Theory into practice: Using Integrated Matching to


reconciliate customer data
This appendix describes an end-to-end scenario to demonstrate the Integrated Matching feature using
Talend Data Stewardship integrated with Talend MDM.
Talend Data Stewardship can be integrated with Talend MDM to perform the integrated matching
tasks. In this scenario, Talend Data Stewardship is used to handle the merging tasks generated during
the integrated matching process.
For more information about the integrated matching tasks, see the Talend Data Stewardship
documentation on Talend Help Center (https://help.talend.com).
Assume in a real-life project, a company has some customer information gathered from different
sources. To reconciliate the customer data, you can design a match rule to ensure that the customer
data with similar first names and last names are matched and merged into consolidated customer
data (golden records) to be stored in the master database of the company.

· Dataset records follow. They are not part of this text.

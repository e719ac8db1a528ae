pub mod time;
pub mod validate;
use thiserror::Error;

#[derive(Error, Debug)]
pub enum ConfigError {
    /// Required environment variable is not set.
    ///
    /// The application requires this environment variable to be defined. Check
    /// the `.env.example` file for required configuration variables.
    #[error("Missing required environment variable: {0}")]
    MissingEnvVar(String),

    /// Environment variable is set but could not be parsed.
    #[error("Invalid value for environment variable: {0}")]
    InvalidEnvVar(String),
}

Integrated Matching in Talend MDM


Integrated matching groups together similar records and creates a "golden" record which is a
consolidated version of all records in the group.
Integrated matching in Talend MDM enables you to deduplicate or reconciliate data by doing the
following:
• Identify similar records and select the values to survive. This is known as the match and
survivorship process.
• Build golden records.
• Create the merging tasks for records that need human intervention to be merged, and list them
automatically in Talend Data Stewardship.
• Handle the merging tasks in Talend Data Stewardship, for example, change the survived values or
remove extra records.
• Run the validation process again in the staging area.
Integrated matching only deals with records within the staging area, which is actually a mirror of the
SQL storage used to store master data records.
Once the staging area has data records waiting for validation, MDM users can run the validation
process to transfer data from the "staging area" to the "master database".
The integrated matching in MDM is different from the data matching with Jobs in that the native
feature is fully integrated and all the logic is owned by MDM rather than in various Jobs.

Prerequisites
Before you begin this scenario, make sure:
• You have configured the integration of Talend Data Stewardship with Talend MDM. For more
information, see Configuring the integration of Talend Data Stewardship with Talend MDM on
page 5.
• You have created an empty project in Talend Studio.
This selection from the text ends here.